Top of Input records

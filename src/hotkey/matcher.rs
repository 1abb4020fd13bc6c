//! Key matching for the low-level (system-wide) key stream.
//!
//! The low-level stream reports independent physical keys, not accelerator
//! matches, so the matcher has to keep its own picture of which modifiers are
//! held ([`ModifierTrackingState`]).  Left and right variants of a modifier
//! count as the same modifier.
//!
//! Matching is deliberately loose compared to the focus-scoped interceptor:
//!
//! * the event's key name must equal **or contain** the target key name,
//!   because platform key names are not standardised;
//! * every modifier the accelerator requires must be held, but extra held
//!   modifiers are tolerated.

use crate::accelerator::{Accelerator, Modifier};

use super::Edge;

// ---------------------------------------------------------------------------
// ModifierTrackingState
// ---------------------------------------------------------------------------

/// Which modifier keys are currently held, as far as the stream has told us.
#[derive(Debug, Clone, Copy, Default, PartialEq, Eq)]
pub struct ModifierTrackingState {
    pub ctrl: bool,
    pub shift: bool,
    pub alt: bool,
    pub meta: bool,
}

impl ModifierTrackingState {
    pub fn update(&mut self, modifier: Modifier, down: bool) {
        match modifier {
            Modifier::Ctrl => self.ctrl = down,
            Modifier::Shift => self.shift = down,
            Modifier::Alt => self.alt = down,
            Modifier::Meta => self.meta = down,
        }
    }

    /// `true` when every modifier `acc` requires is held.  Extra modifiers
    /// are ignored.
    pub fn satisfies(&self, acc: &Accelerator) -> bool {
        (!acc.ctrl || self.ctrl)
            && (!acc.shift || self.shift)
            && (!acc.alt || self.alt)
            && (!acc.meta || self.meta)
    }
}

// ---------------------------------------------------------------------------
// HookMatcher
// ---------------------------------------------------------------------------

/// What the hook callback should do with an event.
#[derive(Debug, Clone, Copy, PartialEq, Eq)]
pub enum HookVerdict {
    /// Let the event through untouched.
    Pass,
    /// Swallow the event and report the edge.
    Consume(Edge),
}

/// Stateful matcher fed with every event from the low-level stream.
#[derive(Debug, Clone)]
pub struct HookMatcher {
    accelerator: Accelerator,
    modifiers: ModifierTrackingState,
    /// The target key went down as a qualifying edge and has not come up.
    engaged: bool,
}

impl HookMatcher {
    pub fn new(accelerator: Accelerator) -> Self {
        Self {
            accelerator,
            modifiers: ModifierTrackingState::default(),
            engaged: false,
        }
    }

    pub fn modifiers(&self) -> ModifierTrackingState {
        self.modifiers
    }

    /// Feed one key event.
    ///
    /// * `token`: lower-case key name from the stream (`"v"`, `"f8"`,
    ///   `"shiftleft"`).
    /// * `modifier`: set when the physical key is a modifier.
    /// * `down`: `true` for press, `false` for release.
    pub fn on_key(&mut self, token: &str, modifier: Option<Modifier>, down: bool) -> HookVerdict {
        if let Some(m) = modifier {
            self.modifiers.update(m, down);
        }

        if !self.key_matches(token) {
            return HookVerdict::Pass;
        }

        if down {
            if self.modifiers.satisfies(&self.accelerator) {
                self.engaged = true;
                return HookVerdict::Consume(Edge::Down);
            }
            return HookVerdict::Pass;
        }

        // The release of an engaged key always qualifies, even if a modifier
        // was let go first; otherwise the state would stay stuck on.
        if self.engaged || self.modifiers.satisfies(&self.accelerator) {
            self.engaged = false;
            return HookVerdict::Consume(Edge::Up);
        }
        HookVerdict::Pass
    }

    fn key_matches(&self, token: &str) -> bool {
        let key = self.accelerator.key.as_str();
        // TODO: containment lets "a" match "capslock"; tighten once every
        // backend reports canonical key names.
        !key.is_empty() && (token == key || token.contains(key))
    }
}

// ---------------------------------------------------------------------------
// Tests
// ---------------------------------------------------------------------------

Bottom of Input records

> [To do]
From the records above, pick out and copy each line holding the word "with".

> [Solution]
/// What the hook callback should do with an event.
/// Stateful matcher fed with every event from the low-level stream.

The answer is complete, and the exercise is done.